A model for SA-metabolizing pathways leading to 2,3- and 2,5-DHBA and its various sugar conjugates in Arabidopsis. SA synthesis is promoted during leaf senescence and plant defense, forming a positive feedback loop. This feedback loop is under the positive control of EDS1, FMO1, and PAD2 and under the negative control of both NUDT7 and VTC1. Free cellular SA is removed by SA conjugation with glucose and by SA hydroxylation leading to 2,5-DHBA and subsequent glucose conjugation to 2,5-DHBA glucosides.
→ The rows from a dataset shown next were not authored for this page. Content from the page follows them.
//! SQLite-backed cache for validated blind judgements.
//!
//! Keyed by everything that makes a judgement reproducible: judge model,
//! rubric and card versions, role, the story card, and the full anchor card
//! set. Because score inference is deterministic, replaying from cache gives
//! bit-identical results. Purely a filesystem artifact; runs work fine
//! without it.

use async_trait::async_trait;
use fs2::FileExt;
use rusqlite::{params, Connection};
use std::path::{Path, PathBuf};
use std::sync::{Arc, Mutex};
use std::time::{SystemTime, UNIX_EPOCH};

use crate::review::inference::Comparison;

#[derive(Debug, Clone)]
pub struct JudgementCacheKey {
    pub model: String,
    pub rubric_version: String,
    pub card_version: String,
    pub role: String,
    pub story_card_hash: String,
    pub anchor_set_hash: String,
    pub key_hash: String,
}

impl JudgementCacheKey {
    pub fn new(
        model: &str,
        rubric_version: &str,
        card_version: &str,
        role: &str,
        story_card_json: &str,
        anchor_cards_json: &str,
    ) -> Self {
        let story_card_hash = hash_text(story_card_json);
        let anchor_set_hash = hash_text(anchor_cards_json);
        let key_hash = hash_fields(&[
            model,
            rubric_version,
            card_version,
            role,
            &story_card_hash,
            &anchor_set_hash,
        ]);
        Self {
            model: model.to_string(),
            rubric_version: rubric_version.to_string(),
            card_version: card_version.to_string(),
            role: role.to_string(),
            story_card_hash,
            anchor_set_hash,
            key_hash,
        }
    }
}

#[derive(Debug, thiserror::Error)]
pub enum CacheError {
    #[error("sqlite error: {0}")]
    Sqlite(#[from] rusqlite::Error),
    #[error("io error: {0}")]
    Io(#[from] std::io::Error),
    #[error("cache lock poisoned")]
    Poisoned,
    #[error("task join error: {0}")]
    Join(String),
    #[error("serialization error: {0}")]
    Serde(String),
}

#[async_trait]
pub trait JudgementCache: Send + Sync {
    async fn get(&self, key: &JudgementCacheKey) -> Result<Option<Vec<Comparison>>, CacheError>;
    async fn put(&self, key: &JudgementCacheKey, value: &[Comparison]) -> Result<(), CacheError>;
}

#[derive(Clone)]
pub struct SqliteJudgementCache {
    path: PathBuf,
    conn: Arc<Mutex<Connection>>,
}

impl SqliteJudgementCache {
    pub fn new(path: impl AsRef<Path>) -> Result<Self, CacheError> {
        let path = path.as_ref().to_path_buf();
        if let Some(parent) = path.parent() {
            std::fs::create_dir_all(parent).ok();
        }
        let conn = Connection::open(&path)?;
        conn.execute_batch(
            "PRAGMA journal_mode=WAL;\
             PRAGMA synchronous=NORMAL;\
             CREATE TABLE IF NOT EXISTS judgement_cache (\
               key_hash TEXT PRIMARY KEY,\
               model TEXT NOT NULL,\
               rubric_version TEXT NOT NULL,\
               card_version TEXT NOT NULL,\
               role TEXT NOT NULL,\
               story_card_hash TEXT NOT NULL,\
               anchor_set_hash TEXT NOT NULL,\
               comparisons_json TEXT NOT NULL,\
               created_at INTEGER NOT NULL,\
               updated_at INTEGER NOT NULL,\
               hit_count INTEGER NOT NULL DEFAULT 0\
             );",
        )?;

        Ok(Self {
            path,
            conn: Arc::new(Mutex::new(conn)),
        })
    }

    pub fn path(&self) -> &Path {
        &self.path
    }

    /// Take an exclusive advisory lock next to the database file; used by
    /// maintenance commands that rewrite the cache.
    pub fn lock_exclusive(&self) -> Result<CacheLock, CacheError> {
        CacheLock::new(&self.path)
    }

    fn with_conn<F, R>(&self, f: F) -> Result<R, CacheError>
    where
        F: FnOnce(&Connection) -> Result<R, CacheError>,
    {
        let guard = self.conn.lock().map_err(|_| CacheError::Poisoned)?;
        f(&guard)
    }
}

#[async_trait]
impl JudgementCache for SqliteJudgementCache {
    async fn get(&self, key: &JudgementCacheKey) -> Result<Option<Vec<Comparison>>, CacheError> {
        let key_hash = key.key_hash.clone();
        let cache = self.clone();
        tokio::task::spawn_blocking(move || {
            cache.with_conn(|conn| {
                let mut stmt = conn.prepare(
                    "SELECT comparisons_json FROM judgement_cache WHERE key_hash = ?1",
                )?;
                let mut rows = stmt.query(params![key_hash])?;
                if let Some(row) = rows.next()? {
                    let raw: String = row.get(0)?;
                    let comparisons: Vec<Comparison> = serde_json::from_str(&raw)
                        .map_err(|e| CacheError::Serde(e.to_string()))?;
                    conn.execute(
                        "UPDATE judgement_cache \
                         SET hit_count = hit_count + 1, updated_at = ?1 \
                         WHERE key_hash = ?2",
                        params![now_epoch(), key_hash],
                    )?;
                    Ok(Some(comparisons))
                } else {
                    Ok(None)
                }
            })
        })
        .await
        .map_err(|e| CacheError::Join(e.to_string()))?
    }

    async fn put(&self, key: &JudgementCacheKey, value: &[Comparison]) -> Result<(), CacheError> {
        let key = key.clone();
        let raw = serde_json::to_string(value).map_err(|e| CacheError::Serde(e.to_string()))?;
        let cache = self.clone();
        tokio::task::spawn_blocking(move || {
            cache.with_conn(|conn| {
                let now = now_epoch();
                conn.execute(
                    "INSERT INTO judgement_cache ( \
                        key_hash, model, rubric_version, card_version, role, \
                        story_card_hash, anchor_set_hash, comparisons_json, \
                        created_at, updated_at \
                     ) VALUES (?1, ?2, ?3, ?4, ?5, ?6, ?7, ?8, ?9, ?10) \
                     ON CONFLICT(key_hash) DO UPDATE SET \
                        comparisons_json = excluded.comparisons_json, \
                        updated_at = excluded.updated_at",
                    params![
                        key.key_hash,
                        key.model,
                        key.rubric_version,
                        key.card_version,
                        key.role,
                        key.story_card_hash,
                        key.anchor_set_hash,
                        raw,
                        now,
                        now,
                    ],
                )?;
                Ok(())
            })
        })
        .await
        .map_err(|e| CacheError::Join(e.to_string()))?
    }
}

#[derive(Debug)]
pub struct CacheLock {
    _file: std::fs::File,
}

impl CacheLock {
    fn new(db_path: &Path) -> Result<Self, CacheError> {
        let mut lock_path = db_path.to_path_buf();
        lock_path.set_extension("lock");
        let file = std::fs::OpenOptions::new()
            .create(true)
            .truncate(false)
            .read(true)
            .write(true)
            .open(lock_path)?;
        file.lock_exclusive()?;
        Ok(Self { _file: file })
    }
}

/// Delete rows older than `max_age_days`; returns (deleted, remaining).
#[derive(Debug, Clone)]
pub struct CachePruneStats {
    pub deleted: usize,
    pub remaining: usize,
}

impl SqliteJudgementCache {
    pub async fn prune(&self, max_age_days: u64) -> Result<CachePruneStats, CacheError> {
        let cache = self.clone();
        tokio::task::spawn_blocking(move || {
            cache.with_conn(|conn| {
                let cutoff = now_epoch().saturating_sub((max_age_days as i64).saturating_mul(86_400));
                let deleted = conn.execute(
                    "DELETE FROM judgement_cache WHERE updated_at < ?1",
                    params![cutoff],
                )?;
                let remaining: i64 =
                    conn.query_row("SELECT COUNT(*) FROM judgement_cache", [], |row| row.get(0))?;
                Ok(CachePruneStats {
                    deleted,
                    remaining: remaining.max(0) as usize,
                })
            })
        })
        .await
        .map_err(|e| CacheError::Join(e.to_string()))?
    }
}

fn hash_text(text: &str) -> String {
    blake3::hash(text.as_bytes()).to_hex().to_string()
}

fn hash_fields(fields: &[&str]) -> String {
    let mut hasher = blake3::Hasher::new();
    for (idx, field) in fields.iter().enumerate() {
        if idx > 0 {
            hasher.update(b"|");
        }
        hasher.update(field.as_bytes());
    }
    hasher.finalize().to_hex().to_string()
}

fn now_epoch() -> i64 {
    SystemTime::now()
        .duration_since(UNIX_EPOCH)
        .unwrap_or_default()
        .as_secs() as i64
}

#[cfg(test)]
mod tests {
    use super::*;

    #[test]
    fn key_hash_varies_with_role_and_cards() {
        let a = JudgementCacheKey::new("m", "r1", "c1", "Novelty", "{card}", "[anchors]");
        let b = JudgementCacheKey::new("m", "r1", "c1", "Methodology", "{card}", "[anchors]");
        let c = JudgementCacheKey::new("m", "r1", "c1", "Novelty", "{other}", "[anchors]");
        assert_ne!(a.key_hash, b.key_hash);
        assert_ne!(a.key_hash, c.key_hash);

        let a2 = JudgementCacheKey::new("m", "r1", "c1", "Novelty", "{card}", "[anchors]");
        assert_eq!(a.key_hash, a2.key_hash);
    }
}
SA hydroxylation to 2,3-DHBA and subsequent xylose conjugation to 2,3-DHB3X is a newly discovered pathway, representing a detoxification mechanism for SA or 2,3-DHBA or a means of channeling bioactive benzoic acid molecules in cells and tissues (see “Discussion”). The dotted arrows represent uncertainty regarding whether 2,3-DHBA is derived from SA or from isochorismate under normal physiological conditions.